For the early communists, the traditional family was a vestige of the old order, an obstacle to the power of the state and a refuge for bourgeois notions of privacy. In practice though, regimes like the Soviet Union found that phasing out this most basic of social support structures was more easily theorised about than implemented.
As governments of all kinds know, substituting for one parent is expensive, but the cost of replacing both is prohibitive. It’s not that collective child rearing is unheard of, but it is largely confined to the care system, British public schools, hippy communes and the pages of Brave New World.
Certainly, the totalitarian dream of complete collectivisation has never been realised. At least, not until now.
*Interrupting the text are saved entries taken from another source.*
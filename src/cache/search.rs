//! Search result cache.
//!
//! Ranked passages are cached for an hour by default under the `search`
//! namespace, keyed by every retrieval parameter. Any change to the corpus
//! drops the whole namespace: cheap to reason about, at the cost of
//! evicting entries the change did not affect.
//!
//! An invalidation epoch closes the race between a search that is still
//! running and an invalidation that lands meanwhile. Such a search still
//! answers its caller, but its results never reach the cache. A lookup
//! that overlaps an invalidation is likewise treated as a miss.

use std::future::Future;
use std::sync::Arc;
use std::sync::atomic::{AtomicU64, Ordering};
use std::time::Duration;

use async_trait::async_trait;
use tracing::{debug, info, warn};

use super::codec;
use super::key::{SEARCH_NAMESPACE, namespace_prefix, search_key};
use super::tiered::TieredCache;
use super::Resolved;
use crate::Result;
use crate::providers::{CorpusChange, CorpusListener};
use crate::types::{FilterConditions, SearchResult, rank_results};

/// Default lifetime of cached search results.
pub const DEFAULT_SEARCH_TTL: Duration = Duration::from_secs(60 * 60);

/// Ranked search results keyed by query and retrieval parameters.
pub struct SearchResultCache {
    cache: Arc<TieredCache>,
    model: String,
    ttl: Duration,
    epoch: AtomicU64,
}

impl SearchResultCache {
    /// Cache results for queries embedded with `model`.
    pub fn new(cache: Arc<TieredCache>, model: impl Into<String>) -> Self {
        Self {
            cache,
            model: model.into(),
            ttl: DEFAULT_SEARCH_TTL,
            epoch: AtomicU64::new(0),
        }
    }

    pub fn with_ttl(mut self, ttl: Duration) -> Self {
        self.ttl = ttl;
        self
    }

    pub fn ttl(&self) -> Duration {
        self.ttl
    }

    /// Number of invalidations seen so far.
    pub fn epoch(&self) -> u64 {
        self.epoch.load(Ordering::SeqCst)
    }

    /// Cache key for a search with these parameters.
    pub fn key_for(
        &self,
        normalized_query: &str,
        top_k: usize,
        score_threshold: f32,
        filter: &FilterConditions,
    ) -> String {
        search_key(normalized_query, &self.model, top_k, score_threshold, filter)
    }

    /// Return cached results for `key`, or run `search`, rank its output and
    /// cache it.
    ///
    /// Errors from `search` propagate unchanged and nothing is cached.
    pub async fn get_or_search<F, Fut>(
        &self,
        key: &str,
        search: F,
    ) -> Result<Resolved<Vec<SearchResult>>>
    where
        F: FnOnce() -> Fut,
        Fut: Future<Output = Result<Vec<SearchResult>>>,
    {
        let started = self.epoch();
        if let Some(results) = self.lookup(key).await {
            if self.epoch() == started {
                return Ok(Resolved::cached(results));
            }
            debug!(key, "corpus changed during lookup, ignoring cached results");
        }

        let mut results = search().await?;
        // NaN scores cannot be ranked or serialized
        results.retain(|r| !r.score.is_nan());
        rank_results(&mut results);

        if self.epoch() != started {
            debug!(key, "corpus changed during search, not caching results");
            return Ok(Resolved::computed(results));
        }
        match codec::encode_results(&results) {
            Ok(bytes) => {
                self.cache.set(key, bytes, self.ttl).await;
                // An invalidation may have slipped in between the check and the write
                if self.epoch() != started {
                    self.cache.delete(key).await;
                }
            }
            Err(e) => warn!(key, error = %e, "failed to encode search results"),
        }
        Ok(Resolved::computed(results))
    }

    /// Drop every cached search result, in both tiers.
    ///
    /// Returns the number of L1 entries removed.
    pub async fn invalidate_namespace(&self) -> u64 {
        let epoch = self.epoch.fetch_add(1, Ordering::SeqCst) + 1;
        let removed = self
            .cache
            .delete_by_prefix(&namespace_prefix(SEARCH_NAMESPACE))
            .await;
        info!(epoch, removed, "search cache invalidated");
        removed
    }

    async fn lookup(&self, key: &str) -> Option<Vec<SearchResult>> {
        let bytes = self.cache.get(key).await?;
        match codec::decode_results(&bytes) {
            Ok(results) => {
                debug!(key, results = results.len(), "search cache hit");
                Some(results)
            }
            Err(e) => {
                warn!(key, error = %e, "dropping undecodable search entry");
                self.cache.delete(key).await;
                None
            }
        }
    }
}

#[async_trait]
impl CorpusListener for SearchResultCache {
    async fn on_corpus_change(&self, change: &CorpusChange) {
        debug!(?change, "corpus change");
        self.invalidate_namespace().await;
    }
}
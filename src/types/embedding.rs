//! Embedding vectors

use serde::{Deserialize, Serialize};

/// Dense vector produced by an embedding backend.
///
/// Treated as immutable once produced: caches replace embeddings
/// wholesale and never patch individual components.
#[derive(Debug, Clone, PartialEq, Serialize, Deserialize)]
pub struct Embedding {
    pub values: Vec<f32>,
    pub model: String,
    pub dimensions: usize,
}

impl Embedding {
    /// Build an embedding, deriving `dimensions` from the vector length.
    pub fn new(values: Vec<f32>, model: impl Into<String>) -> Self {
        Self {
            dimensions: values.len(),
            values,
            model: model.into(),
        }
    }
}
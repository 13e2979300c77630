//! Local embeddings via fastembed-rs.

use std::path::PathBuf;
use std::sync::{Arc, Mutex, PoisonError};

use async_trait::async_trait;
use tracing::{info, instrument};

use super::traits::EmbeddingBackend;
use crate::error::{MimirError, Result};
use crate::types::Embedding;

/// Supported local embedding models.
#[derive(Debug, Clone, Copy, PartialEq, Eq, Hash)]
pub enum LocalEmbeddingModel {
    /// all-MiniLM-L6-v2 (384 dims, fast, good quality).
    AllMiniLmL6V2,
    /// all-MiniLM-L12-v2 (384 dims, slightly better).
    AllMiniLmL12V2,
    /// BGE-small-en (384 dims, strong retrieval).
    BgeSmallEn,
    /// BGE-base-en (768 dims, higher quality).
    BgeBaseEn,
}

impl LocalEmbeddingModel {
    pub fn name(&self) -> &'static str {
        match self {
            Self::AllMiniLmL6V2 => "all-MiniLM-L6-v2",
            Self::AllMiniLmL12V2 => "all-MiniLM-L12-v2",
            Self::BgeSmallEn => "BGE-small-en",
            Self::BgeBaseEn => "BGE-base-en",
        }
    }

    pub fn dimensions(&self) -> usize {
        match self {
            Self::AllMiniLmL6V2 | Self::AllMiniLmL12V2 | Self::BgeSmallEn => 384,
            Self::BgeBaseEn => 768,
        }
    }

    /// Parse a model name as accepted in configuration files.
    pub fn from_name(name: &str) -> Option<Self> {
        [
            Self::AllMiniLmL6V2,
            Self::AllMiniLmL12V2,
            Self::BgeSmallEn,
            Self::BgeBaseEn,
        ]
        .into_iter()
        .find(|m| m.name().eq_ignore_ascii_case(name))
    }
}

impl From<LocalEmbeddingModel> for fastembed::EmbeddingModel {
    fn from(model: LocalEmbeddingModel) -> Self {
        match model {
            LocalEmbeddingModel::AllMiniLmL6V2 => fastembed::EmbeddingModel::AllMiniLML6V2,
            LocalEmbeddingModel::AllMiniLmL12V2 => fastembed::EmbeddingModel::AllMiniLML12V2,
            LocalEmbeddingModel::BgeSmallEn => fastembed::EmbeddingModel::BGESmallENV15,
            LocalEmbeddingModel::BgeBaseEn => fastembed::EmbeddingModel::BGEBaseENV15,
        }
    }
}

/// Directory for downloaded model files.
///
/// `MIMIR_CACHE_DIR` wins, then the platform cache dir.
pub fn model_cache_dir() -> PathBuf {
    std::env::var("MIMIR_CACHE_DIR")
        .map(PathBuf::from)
        .unwrap_or_else(|_| {
            dirs::cache_dir()
                .unwrap_or_else(|| PathBuf::from(".cache"))
                .join("mimir")
                .join("models")
        })
}

/// Embedding backend running a fastembed model in-process.
///
/// Inference is CPU-bound, so it runs on the blocking thread pool.
pub struct LocalEmbeddingBackend {
    model: Arc<Mutex<fastembed::TextEmbedding>>,
    kind: LocalEmbeddingModel,
}

impl LocalEmbeddingBackend {
    /// Load `kind`, downloading it if not cached locally.
    pub fn new(kind: LocalEmbeddingModel) -> Result<Self> {
        let options = fastembed::InitOptions::new(kind.into())
            .with_show_download_progress(false)
            .with_cache_dir(model_cache_dir());

        let model = fastembed::TextEmbedding::try_new(options).map_err(|e| {
            MimirError::Configuration(format!("failed to load embedding model: {e}"))
        })?;
        info!(model = kind.name(), "local embedding model loaded");

        Ok(Self {
            model: Arc::new(Mutex::new(model)),
            kind,
        })
    }

    pub fn kind(&self) -> LocalEmbeddingModel {
        self.kind
    }

    async fn run(&self, texts: Vec<String>) -> Result<Vec<Vec<f32>>> {
        let model = Arc::clone(&self.model);
        tokio::task::spawn_blocking(move || {
            let mut model = model.lock().unwrap_or_else(PoisonError::into_inner);
            model
                .embed(texts, None)
                .map_err(|e| MimirError::DataError(format!("embedding failed: {e}")))
        })
        .await
        .map_err(|e| MimirError::DataError(format!("embedding task failed: {e}")))?
    }
}

#[async_trait]
impl EmbeddingBackend for LocalEmbeddingBackend {
    fn name(&self) -> &str {
        "fastembed"
    }

    fn model(&self) -> &str {
        self.kind.name()
    }

    #[instrument(name = "fastembed.embed", skip(self, text), fields(model = self.kind.name()))]
    async fn embed(&self, text: &str) -> Result<Embedding> {
        let values = self
            .run(vec![text.to_string()])
            .await?
            .into_iter()
            .next()
            .ok_or(MimirError::EmptyResponse)?;
        Ok(Embedding::new(values, self.kind.name()))
    }

    async fn embed_batch(&self, texts: &[&str]) -> Result<Vec<Embedding>> {
        let vectors = self
            .run(texts.iter().map(|s| s.to_string()).collect())
            .await?;
        Ok(vectors
            .into_iter()
            .map(|values| Embedding::new(values, self.kind.name()))
            .collect())
    }
}

#[cfg(test)]
mod tests {
    use super::*;

    #[test]
    fn model_names_round_trip() {
        assert_eq!(
            LocalEmbeddingModel::from_name("bge-small-en"),
            Some(LocalEmbeddingModel::BgeSmallEn)
        );
        assert_eq!(LocalEmbeddingModel::from_name("unknown"), None);
        assert_eq!(LocalEmbeddingModel::BgeBaseEn.dimensions(), 768);
    }
}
A disturbing report in The Economist reveals a deeply ominous trend in the Chinese province of Xinjiang. In the last few years there’s been a massive expansion in boarding school dormitories. While the rate of growth is low and declining in the rest of China it is accelerating in Xinjiang. That’s because the mass internment of Uyghur adults is effectively orphaning Uyghur children and thus leaving them as wards of the Chinese state.
The Communist authorities are attacking the fundamentals of family life in other ways too. For instance, there’s the abusive practice of billeting men from the majority Han Chinese majority in Uyghur homes. And, of course, there’s that old PRC favourite — forced abortion and sterilisation. The impact of this system of oppression can be seen in the rapid collapse in Uyghur birth rates.
China’s family policy in Xinjiang will come at a terrible cost, both financial and human. But then its purpose is not to create a new society, but to destroy an old one.